Groupon, however, has been snapping up venture companies at a pace that rivals Google's in 2011. Flush with cash after raising $700 million through its November IPO, Groupon acquired six venture companies in the first quarter, double the three acquisitions the company made throughout 2011.
To reach an M&A or buyout, companies raised a median of $13 million in venture financing, 13 percent less than in the first quarter of 2011, and took a median of 4.9 years to build their company, slightly more time than the 4.6-year median a year earlier.
Ninety-four mergers, acquisitions and buyouts raised $18.1 billion in the first quarter, a 32 percent decrease in deals and 42 percent increase in capital raised from the same period last year.

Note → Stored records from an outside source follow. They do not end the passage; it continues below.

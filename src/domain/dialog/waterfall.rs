//! Waterfall - A dialog made of ordered steps.
//!
//! Each step receives the value produced by the previous one: the begin
//! args for step 0, a child's result after `resume`, or the raw reply text
//! when the step itself sent output and waited. A step either begins a
//! child (`dc.begin` / `dc.prompt`), waits, or ends the waterfall with
//! `dc.end`. Falling off the last step ends the waterfall with the value
//! that step was about to receive.

use async_trait::async_trait;
use futures::future::BoxFuture;
use serde_json::Value;
use tracing::debug;

use super::{Dialog, DialogContext, DialogError, DialogTurnResult};

const STEP_INDEX_KEY: &str = "stepIndex";

/// Future returned by a waterfall step.
pub type StepFuture<'a> = BoxFuture<'a, Result<DialogTurnResult, DialogError>>;

/// One boxed step of a waterfall.
pub type WaterfallStep =
    Box<dyn for<'a> Fn(&'a mut DialogContext, Option<Value>) -> StepFuture<'a> + Send + Sync>;

/// Sequence of steps run one per completion.
///
/// ```ignore
/// let root = Waterfall::new()
///     .step(|dc, _| Box::pin(async move { dc.prompt("agePrompt", options).await }))
///     .step(|dc, age| Box::pin(async move { dc.end(age).await }));
/// ```
#[derive(Default)]
pub struct Waterfall {
    steps: Vec<WaterfallStep>,
}

impl Waterfall {
    pub fn new() -> Self {
        Self::default()
    }

    /// Append a step.
    pub fn step<F>(mut self, step: F) -> Self
    where
        F: for<'a> Fn(&'a mut DialogContext, Option<Value>) -> StepFuture<'a>
            + Send
            + Sync
            + 'static,
    {
        self.steps.push(Box::new(step));
        self
    }

    pub fn len(&self) -> usize {
        self.steps.len()
    }

    pub fn is_empty(&self) -> bool {
        self.steps.is_empty()
    }

    async fn run_step(
        &self,
        dc: &mut DialogContext,
        index: usize,
        value: Option<Value>,
    ) -> Result<DialogTurnResult, DialogError> {
        let step = match self.steps.get(index) {
            Some(step) => step,
            None => return dc.end(value).await,
        };

        dc.state_mut()?.set(STEP_INDEX_KEY, index)?;
        debug!(step = index, "running waterfall step");
        step(dc, value).await
    }

    async fn next_step(
        &self,
        dc: &mut DialogContext,
        value: Option<Value>,
    ) -> Result<DialogTurnResult, DialogError> {
        let index = dc
            .state()?
            .get::<usize>(STEP_INDEX_KEY)?
            .ok_or_else(|| DialogError::InvalidState("waterfall frame has no step index".to_string()))?;
        self.run_step(dc, index + 1, value).await
    }
}

#[async_trait]
impl Dialog for Waterfall {
    async fn begin(
        &self,
        dc: &mut DialogContext,
        args: Option<Value>,
    ) -> Result<DialogTurnResult, DialogError> {
        self.run_step(dc, 0, args).await
    }

    async fn continue_dialog(&self, dc: &mut DialogContext) -> Result<DialogTurnResult, DialogError> {
        let reply = Value::String(dc.turn().text().to_string());
        self.next_step(dc, Some(reply)).await
    }

    async fn resume(
        &self,
        dc: &mut DialogContext,
        result: Option<Value>,
    ) -> Result<DialogTurnResult, DialogError> {
        self.next_step(dc, result).await
    }
}

#[cfg(test)]
mod tests {
    use super::*;
    use crate::adapters::{NumberRecognizer, RecordingTurnContext, TextRecognizer};
    use crate::domain::dialog::{DialogSet, DialogStack, DialogTurnStatus, Prompt, PromptOptions};
    use serde_json::json;
    use std::sync::Arc;

    fn registry(root: Waterfall) -> Arc<DialogSet> {
        let mut set = DialogSet::new();
        set.add("root", root).unwrap();
        set.add("textPrompt", Prompt::new(TextRecognizer)).unwrap();
        set.add("numberPrompt", Prompt::new(NumberRecognizer)).unwrap();
        Arc::new(set)
    }

    async fn turn(
        set: &Arc<DialogSet>,
        stack: DialogStack,
        text: &str,
    ) -> (DialogTurnResult, DialogStack, Vec<String>) {
        let turn = Arc::new(RecordingTurnContext::new(text));
        let mut dc = DialogContext::new(set.clone(), turn.clone(), stack);
        let result = if dc.stack().is_empty() {
            dc.begin("root", None).await.unwrap()
        } else {
            dc.continue_dialog().await.unwrap()
        };
        (result, dc.into_stack(), turn.sent_texts())
    }

    #[tokio::test]
    async fn test_steps_chain_through_prompts() {
        let root = Waterfall::new()
            .step(|dc, _| {
                Box::pin(async move { dc.prompt("textPrompt", PromptOptions::new("Name?")).await })
            })
            .step(|dc, name| {
                Box::pin(async move {
                    dc.state_mut()?.set("name", name)?;
                    dc.prompt("numberPrompt", PromptOptions::new("Age?")).await
                })
            })
            .step(|dc, age| {
                Box::pin(async move {
                    let name = dc.state()?.get::<Value>("name")?;
                    dc.end(Some(json!({ "name": name, "age": age }))).await
                })
            });
        let set = registry(root);

        let (result, stack, sent) = turn(&set, DialogStack::new(), "").await;
        assert!(result.is_waiting());
        assert_eq!(sent, vec!["Name?"]);

        let (result, stack, sent) = turn(&set, stack, "Ada").await;
        assert!(result.is_waiting());
        assert_eq!(sent, vec!["Age?"]);
        assert_eq!(stack.len(), 2);

        let (result, stack, _) = turn(&set, stack, "36").await;
        assert_eq!(result.status, DialogTurnStatus::Complete);
        assert_eq!(result.result, Some(json!({ "name": "Ada", "age": 36 })));
        assert!(stack.is_empty());
    }

    #[tokio::test]
    async fn test_waiting_step_receives_reply_text() {
        let root = Waterfall::new()
            .step(|dc, _| {
                Box::pin(async move {
                    dc.turn().send_output("Say something", None).await?;
                    Ok(DialogTurnResult::waiting())
                })
            })
            .step(|dc, reply| Box::pin(async move { dc.end(reply).await }));
        let set = registry(root);

        let (_, stack, _) = turn(&set, DialogStack::new(), "").await;
        let (result, stack, _) = turn(&set, stack, "hello").await;

        assert_eq!(result.result, Some(json!("hello")));
        assert!(stack.is_empty());
    }

    #[tokio::test]
    async fn test_running_past_last_step_ends_with_value() {
        let root = Waterfall::new().step(|dc, _| {
            Box::pin(async move { dc.prompt("numberPrompt", PromptOptions::new("Count?")).await })
        });
        let set = registry(root);

        let (_, stack, _) = turn(&set, DialogStack::new(), "").await;
        let (result, stack, _) = turn(&set, stack, "3").await;

        assert!(result.is_complete());
        assert_eq!(result.result, Some(json!(3)));
        assert!(stack.is_empty());
    }

    #[tokio::test]
    async fn test_empty_waterfall_ends_with_begin_args() {
        let set = registry(Waterfall::new());
        let turn_ctx = Arc::new(RecordingTurnContext::new(""));
        let mut dc = DialogContext::new(set, turn_ctx, DialogStack::new());

        let result = dc.begin("root", Some(json!("passthrough"))).await.unwrap();

        assert_eq!(result.result, Some(json!("passthrough")));
        assert!(dc.stack().is_empty());
    }

    #[tokio::test]
    async fn test_step_index_is_persisted_in_frame_state() {
        let root = Waterfall::new()
            .step(|dc, _| {
                Box::pin(async move { dc.prompt("textPrompt", PromptOptions::new("First?")).await })
            })
            .step(|dc, _| {
                Box::pin(async move { dc.prompt("textPrompt", PromptOptions::new("Second?")).await })
            })
            .step(|dc, v| Box::pin(async move { dc.end(v).await }));
        let set = registry(root);

        let (_, stack, _) = turn(&set, DialogStack::new(), "").await;
        let (_, stack, _) = turn(&set, stack, "one").await;

        let root_frame = stack.iter().next().unwrap();
        assert_eq!(root_frame.state.get::<usize>(STEP_INDEX_KEY).unwrap(), Some(1));
    }
}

The median price paid for a company spiked to $190 million from $43 million in the first quarter of last year.
Shares of Google Inc. (Nasdaq: GOOG) rose $2.03, to $643.27 a share in Monday morning trading.
Shares of Groupon Inc. (Nasdaq: GRPN) slumped 12 percent, to $16.21 per share, after Groupon revised its fourth quarter earnings results. The company said its previously reported net loss for the fourth quarter of 2011 increased by $22.6 million, while revenue was revised lower by $14.3 million.
In February, the company posted a net loss of $42.7 million, or 8 cents per share, on revenue of $506.5 million for the fourth quarter. The revised net loss was $65.4 million, or 12 cents per share, on revenue of $492.2 million.